## What is needed
Provide the data again in its entirety, exactly as given.

## Data to process

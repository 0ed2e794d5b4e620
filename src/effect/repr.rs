// Copyright 2025 The efx authors
//
// Licensed under the Apache License, Version 2.0, <LICENSE-APACHE or
// http://apache.org/licenses/LICENSE-2.0> or the MIT license <LICENSE-MIT or
// http://opensource.org/licenses/MIT>, at your option. This file may not be
// copied, modified, or distributed except according to those terms.

//! The erased effect algebra.
//!
//! The public [`Effect`] type is a phantom-typed wrapper around [`Erased`];
//! the interpreter dispatches on this enum alone. Concrete value types are
//! erased to `Box<dyn Any + Send>` so that one interpreter (and one fiber
//! representation) serves every effect in the program, the same reason the
//! teacher runtime erases spawned futures behind a single task shape.
//!
//! [`Effect`]: crate::effect::Effect

use crate::cause::ErasedCause;
use crate::executor::Executor;
use crate::fiber::context::ResumeHandle;
use crate::fiber::{RawExit, RawFiber, Supervision};
use core::any::Any;
use core::fmt;
use std::sync::Arc;

/// A value travelling through continuations within a single fiber.
pub(crate) type AnyValue = Box<dyn Any + Send>;

/// The ambient environment, shared by reference along the environment stack.
pub(crate) type AnyEnv = Arc<dyn Any + Send + Sync>;

/// A value continuation, as stored in [`Frame::Continue`].
pub(crate) type Cont = Box<dyn FnOnce(AnyValue) -> Erased + Send>;

/// A failure continuation, as stored in [`Frame::Fold`].
pub(crate) type ErrCont = Box<dyn FnOnce(ErasedCause) -> Erased + Send>;

/// One node of an effect tree.
///
/// Every variant corresponds to one reduction rule of the interpreter; the
/// `match` in the evaluation loop is the switch dispatch over these tags.
pub(crate) enum Erased {
    /// Produce the value immediately.
    Succeed(AnyValue),
    /// Run an infallible side effect, produce its value.
    Total(Box<dyn FnOnce() -> AnyValue + Send>),
    /// Run a fallible side effect; `Err` feeds the typed error channel.
    Partial(Box<dyn FnOnce() -> Result<AnyValue, ErasedCause> + Send>),
    /// Lazily construct an effect.
    SuspendTotal(Box<dyn FnOnce() -> Erased + Send>),
    /// Lazily construct an effect; `Err` feeds the typed error channel.
    SuspendPartial(Box<dyn FnOnce() -> Result<Erased, ErasedCause> + Send>),
    /// Sequential composition.
    FlatMap(Box<Erased>, Cont),
    /// Recover from any failure cause; doubles as a map on success.
    Fold(Box<Erased>, ErrCont, Cont),
    /// Fail with the produced cause.
    Fail(Box<dyn FnOnce() -> ErasedCause + Send>),
    /// Asynchronous suspension. The registration function may return an
    /// effect to continue with synchronously instead of suspending.
    Async(Box<dyn FnOnce(ResumeHandle) -> Option<Erased> + Send>),
    /// Spawn the inner effect on a fresh fiber; produce its raw handle.
    Fork(Box<Erased>, Supervision),
    /// Evaluate the inner effect with the given interruptibility.
    InterruptStatus(Box<Erased>, bool),
    /// Observe the current interruptibility.
    CheckInterrupt(Box<dyn FnOnce(bool) -> Erased + Send>),
    /// Observe the current fiber's identity, executor and children.
    Descriptor(Box<dyn FnOnce(crate::fiber::FiberDescriptor) -> Erased + Send>),
    /// Evaluate the inner effect on the given executor.
    Shift(Arc<dyn Executor>, Box<Erased>),
    /// Cooperatively reschedule.
    Yield,
    /// Read the ambient environment.
    Access(Box<dyn FnOnce(AnyEnv) -> Erased + Send>),
    /// Supply the environment to the inner effect.
    Provide(AnyEnv, Box<Erased>),
    /// Structured race of two child fibers.
    RaceWith(Box<RaceWith>),
    /// Promote the child to a root fiber; produce whether the current fiber
    /// was its supervisor.
    Disown(RawFiber),
}

pub(crate) struct RaceWith {
    pub(crate) left: Erased,
    pub(crate) right: Erased,
    pub(crate) left_mode: Supervision,
    pub(crate) right_mode: Supervision,
    /// Invoked if the left fiber completes first, with the loser's handle.
    pub(crate) on_left: Box<dyn FnOnce(RawExit, RawFiber) -> Erased + Send>,
    /// Invoked if the right fiber completes first, with the loser's handle.
    pub(crate) on_right: Box<dyn FnOnce(RawExit, RawFiber) -> Erased + Send>,
}

/// A frame on a fiber's continuation stack.
pub(crate) enum Frame {
    /// Apply the continuation to the current value; discarded during
    /// unwinding.
    Continue(Cont),
    /// A fold: the success side continues normal evaluation, the failure
    /// side is found by the unwinder (subject to the recovery gate).
    Fold {
        on_failure: ErrCont,
        on_success: Cont,
    },
    /// Restore the previous interruptibility when crossed, in either
    /// direction.
    InterruptExit,
    /// Restore the previous environment when crossed.
    EnvExit,
    /// Restore the previous executor when crossed.
    ExecExit,
}

// === impl Erased ===

impl Erased {
    pub(crate) fn unit() -> Self {
        Self::Succeed(Box::new(()))
    }

    pub(crate) fn from_cause(cause: ErasedCause) -> Self {
        Self::Fail(Box::new(move || cause))
    }

    pub(crate) fn flat_map(self, k: impl FnOnce(AnyValue) -> Erased + Send + 'static) -> Self {
        Self::FlatMap(Box::new(self), Box::new(k))
    }
}

impl fmt::Debug for Erased {
    fn fmt(&self, f: &mut fmt::Formatter<'_>) -> fmt::Result {
        f.write_str(match self {
            Self::Succeed(_) => "Succeed",
            Self::Total(_) => "Total",
            Self::Partial(_) => "Partial",
            Self::SuspendTotal(_) => "SuspendTotal",
            Self::SuspendPartial(_) => "SuspendPartial",
            Self::FlatMap(..) => "FlatMap",
            Self::Fold(..) => "Fold",
            Self::Fail(_) => "Fail",
            Self::Async(_) => "Async",
            Self::Fork(..) => "Fork",
            Self::InterruptStatus(..) => "InterruptStatus",
            Self::CheckInterrupt(_) => "CheckInterrupt",
            Self::Descriptor(_) => "Descriptor",
            Self::Shift(..) => "Shift",
            Self::Yield => "Yield",
            Self::Access(_) => "Access",
            Self::Provide(..) => "Provide",
            Self::RaceWith(_) => "RaceWith",
            Self::Disown(_) => "Disown",
        })
    }
}

/// Moves a typed value out of the erased representation.
///
/// The typed surface guarantees the payload type; a mismatch is unreachable
/// without a bug in the wrappers.
pub(crate) fn unbox<A: 'static>(value: AnyValue) -> A {
    *value
        .downcast::<A>()
        .expect("effect produced a value of an unexpected type, this is a bug")
}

## Your response
repository 0ed2e794d5b4e620
filename src/effect/repr.rs
// Copyright 2025 The efx authors
//
// Licensed under the Apache License, Version 2.0, <LICENSE-APACHE or
// http://apache.org/licenses/LICENSE-2.0> or the MIT license <LICENSE-MIT or
// http://opensource.org/licenses/MIT>, at your option. This file may not be
// copied, modified, or distributed except according to those terms.

//! The erased effect algebra.
//!
//! The public [`Effect`] type is a phantom-typed wrapper around [`Erased`];
//! the interpreter dispatches on this enum alone. Concrete value types are
//! erased to `Box<dyn Any + Send>` so that one interpreter (and one fiber
//! representation) serves every effect in the program, the same reason the
//! teacher runtime erases spawned futures behind a single task shape.
//!
//! [`Effect`]: crate::effect::Effect

use crate::cause::ErasedCause;
use crate::executor::Executor;
use crate::fiber::context::ResumeHandle;
use crate::fiber::{RawExit, RawFiber, Supervision};
use core::any::Any;
use core::fmt;
use std::sync::Arc;

/// A value travelling through continuations within a single fiber.
pub(crate) type AnyValue = Box<dyn Any + Send>;

/// The ambient environment, shared by reference along the environment stack.
pub(crate) type AnyEnv = Arc<dyn Any + Send + Sync>;

/// A value continuation, as stored in [`Frame::Continue`].
pub(crate) type Cont = Box<dyn FnOnce(AnyValue) -> Erased + Send>;

/// A failure continuation, as stored in [`Frame::Fold`].
pub(crate) type ErrCont = Box<dyn FnOnce(ErasedCause) -> Erased + Send>;

/// One node of an effect tree.
///
/// Every variant corresponds to one reduction rule of the interpreter; the
/// `match` in the evaluation loop is the switch dispatch over these tags.
pub(crate) enum Erased {
    /// Produce the value immediately.
    Succeed(AnyValue),
    /// Run an infallible side effect, produce its value.
    Total(Box<dyn FnOnce() -> AnyValue + Send>),
    /// Run a fallible side effect; `Err` feeds the typed error channel.
    Partial(Box<dyn FnOnce() -> Result<AnyValue, ErasedCause> + Send>),
    /// Lazily construct an effect.
    SuspendTotal(Box<dyn FnOnce() -> Erased + Send>),
    /// Lazily construct an effect; `Err` feeds the typed error channel.
    SuspendPartial(Box<dyn FnOnce() -> Result<Erased, ErasedCause> + Send>),
    /// Sequential composition.
    FlatMap(Box<Erased>, Cont),
    /// Recover from any failure cause; doubles as a map on success.
    Fold(Box<Erased>, ErrCont, Cont),
    /// Fail with the produced cause.
    Fail(Box<dyn FnOnce() -> ErasedCause + Send>),
    /// Asynchronous suspension. The registration function may return an
    /// effect to continue with synchronously instead of suspending.
    Async(Box<dyn FnOnce(ResumeHandle) -> Option<Erased> + Send>),
    /// Spawn the inner effect on a fresh fiber; produce its raw handle.
    Fork(Box<Erased>, Supervision),
    /// Evaluate the inner effect with the given interruptibility.
    InterruptStatus(Box<Erased>, bool),
    /// Observe the current interruptibility.
    CheckInterrupt(Box<dyn FnOnce(bool) -> Erased + Send>),
    /// Observe the current fiber's identity, executor and children.
    Descriptor(Box<dyn FnOnce(crate::fiber::FiberDescriptor) -> Erased + Send>),
    /// Evaluate the inner effect on the given executor.
    Shift(Arc<dyn Executor>, Box<Erased>),
    /// Cooperatively reschedule.
    Yield,
    /// Read the ambient environment.
    Access(Box<dyn FnOnce(AnyEnv) -> Erased + Send>),
    /// Supply the environment to the inner effect.
    Provide(AnyEnv, Box<Erased>),
    /// Structured race of two child fibers.
    RaceWith(Box<RaceWith>),
    /// Promote the child to a root fiber; produce whether the current fiber
    /// was its supervisor.
    Disown(RawFiber),
}

pub(crate) struct RaceWith {
    pub(crate) left: Erased,
    pub(crate) right: Erased,
    pub(crate) left_mode: Supervision,
    pub(crate) right_mode: Supervision,
    /// Invoked if the left fiber completes first, with the loser's handle.
    pub(crate) on_left: Box<dyn FnOnce(RawExit, RawFiber) -> Erased + Send>,
    /// Invoked if the right fiber completes first, with the loser's handle.
    pub(crate) on_right: Box<dyn FnOnce(RawExit, RawFiber) -> Erased + Send>,
}

/// A frame on a fiber's continuation stack.
pub(crate) enum Frame {
    /// Apply the continuation to the current value; discarded during
    /// unwinding.
    Continue(Cont),
    /// A fold: the success side continues normal evaluation, the failure
    /// side is found by the unwinder (subject to the recovery gate).
    Fold {
        on_failure: ErrCont,
        on_success: Cont,
    },
    /// Restore the previous interruptibility when crossed, in either
    /// direction.
    InterruptExit,
    /// Restore the previous environment when crossed.
    EnvExit,
    /// Restore the previous executor when crossed.
    ExecExit,
}

// === impl Erased ===

impl Erased {
    pub(crate) fn unit() -> Self {
        Self::Succeed(Box::new(()))
    }

    pub(crate) fn from_cause(cause: ErasedCause) -> Self {
        Self::Fail(Box::new(move || cause))
    }

    pub(crate) fn flat_map(self, k: impl FnOnce(AnyValue) -> Erased + Send + 'static) -> Self {
        Self::FlatMap(Box::new(self), Box::new(k))
    }
}

impl fmt::Debug for Erased {
    fn fmt(&self, f: &mut fmt::Formatter<'_>) -> fmt::Result {
        f.write_str(match self {
            Self::Succeed(_) => "Succeed",
            Self::Total(_) => "Total",
            Self::Partial(_) => "Partial",
            Self::SuspendTotal(_) => "SuspendTotal",
            Self::SuspendPartial(_) => "SuspendPartial",
            Self::FlatMap(..) => "FlatMap",
            Self::Fold(..) => "Fold",
            Self::Fail(_) => "Fail",
            Self::Async(_) => "Async",
            Self::Fork(..) => "Fork",
            Self::InterruptStatus(..) => "InterruptStatus",
            Self::CheckInterrupt(_) => "CheckInterrupt",
            Self::Descriptor(_) => "Descriptor",
            Self::Shift(..) => "Shift",
            Self::Yield => "Yield",
            Self::Access(_) => "Access",
            Self::Provide(..) => "Provide",
            Self::RaceWith(_) => "RaceWith",
            Self::Disown(_) => "Disown",
        })
    }
}

/// Moves a typed value out of the erased representation.
///
/// The typed surface guarantees the payload type; a mismatch is unreachable
/// without a bug in the wrappers.
pub(crate) fn unbox<A: 'static>(value: AnyValue) -> A {
    *value
        .downcast::<A>()
        .expect("effect produced a value of an unexpected type, this is a bug")
}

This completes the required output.